----- Data to examine
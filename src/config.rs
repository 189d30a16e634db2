use serde::{Deserialize, Serialize};
use thiserror::Error;

pub const DEFAULT_DECK_SIZE: usize = 12;

#[derive(Debug, Error)]
pub enum ConfigError {
    #[error("invalid swipe config: {0}")]
    Parse(#[from] serde_json::Error),
    #[error("{field} must be a positive number, got {value}")]
    NotPositive { field: &'static str, value: f64 },
    #[error("deck_size must be at least 1")]
    EmptyDeck,
}

/// Which optional controls the widget offers.
#[derive(Debug, Clone, Copy, PartialEq, Eq, Serialize, Deserialize)]
#[serde(default)]
pub struct Features {
    pub undo: bool,
    pub restart: bool,
    pub dark_mode: bool,
}

impl Default for Features {
    fn default() -> Self {
        Self {
            undo: true,
            restart: true,
            dark_mode: true,
        }
    }
}

#[derive(Debug, Clone, PartialEq, Serialize, Deserialize)]
#[serde(default)]
pub struct SwipeConfig {
    /// Horizontal distance a drag has to exceed to commit.
    pub commit_threshold: f64,
    pub rotation_divisor: f64,
    pub opacity_divisor: f64,
    pub exit_rotation_deg: f64,
    /// Matches the exit transition in the stylesheet.
    pub settle_duration_ms: u32,
    pub deck_size: usize,
    pub features: Features,
}

impl Default for SwipeConfig {
    fn default() -> Self {
        Self::upgraded()
    }
}

impl SwipeConfig {
    /// Full widget: buttons, undo, restart and the dark-mode toggle.
    pub fn upgraded() -> Self {
        Self {
            commit_threshold: 110.0,
            rotation_divisor: 18.0,
            opacity_divisor: 120.0,
            exit_rotation_deg: 30.0,
            settle_duration_ms: 260,
            deck_size: DEFAULT_DECK_SIZE,
            features: Features::default(),
        }
    }

    /// Plain swipe-only widget.
    pub fn basic() -> Self {
        Self {
            commit_threshold: 100.0,
            rotation_divisor: 20.0,
            opacity_divisor: 100.0,
            features: Features {
                undo: false,
                restart: false,
                dark_mode: false,
            },
            ..Self::upgraded()
        }
    }

    /// Parses overrides on top of the defaults. Missing fields keep their default.
    pub fn from_json(text: &str) -> Result<Self, ConfigError> {
        let config: SwipeConfig = serde_json::from_str(text)?;
        config.validate()?;
        Ok(config)
    }

    pub fn validate(&self) -> Result<(), ConfigError> {
        for (field, value) in [
            ("commit_threshold", self.commit_threshold),
            ("rotation_divisor", self.rotation_divisor),
            ("opacity_divisor", self.opacity_divisor),
        ] {
            if !value.is_finite() || value <= 0.0 {
                return Err(ConfigError::NotPositive { field, value });
            }
        }
        if self.deck_size == 0 {
            return Err(ConfigError::EmptyDeck);
        }
        Ok(())
    }
}

#[cfg(test)]
mod tests {
    use super::*;

    #[test]
    fn presets_differ_in_tuning_and_features() {
        let upgraded = SwipeConfig::upgraded();
        let basic = SwipeConfig::basic();
        assert_eq!(upgraded.commit_threshold, 110.0);
        assert_eq!(basic.commit_threshold, 100.0);
        assert_eq!(upgraded.rotation_divisor, 18.0);
        assert_eq!(basic.rotation_divisor, 20.0);
        assert_eq!(basic.settle_duration_ms, upgraded.settle_duration_ms);
        assert!(upgraded.features.undo);
        assert!(!basic.features.undo);
    }

    #[test]
    fn partial_json_keeps_defaults() {
        let config =
            SwipeConfig::from_json(r#"{"commit_threshold": 90, "features": {"undo": false}}"#)
                .unwrap();
        assert_eq!(config.commit_threshold, 90.0);
        assert_eq!(config.rotation_divisor, 18.0);
        assert!(!config.features.undo);
        assert!(config.features.restart);
    }

    #[test]
    fn rejects_non_positive_divisor() {
        let err = SwipeConfig::from_json(r#"{"rotation_divisor": 0}"#).unwrap_err();
        assert!(matches!(
            err,
            ConfigError::NotPositive {
                field: "rotation_divisor",
                ..
            }
        ));
    }

    #[test]
    fn rejects_empty_deck_and_garbage() {
        assert!(matches!(
            SwipeConfig::from_json(r#"{"deck_size": 0}"#),
            Err(ConfigError::EmptyDeck)
        ));
        assert!(matches!(
            SwipeConfig::from_json("not json"),
            Err(ConfigError::Parse(_))
        ));
    }
}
----------
What needs to be done
Find each line of the data above that holds the word "widget", then copy it.

Problem solution
/// Which optional controls the widget offers.
    /// Full widget: buttons, undo, restart and the dark-mode toggle.
    /// Plain swipe-only widget.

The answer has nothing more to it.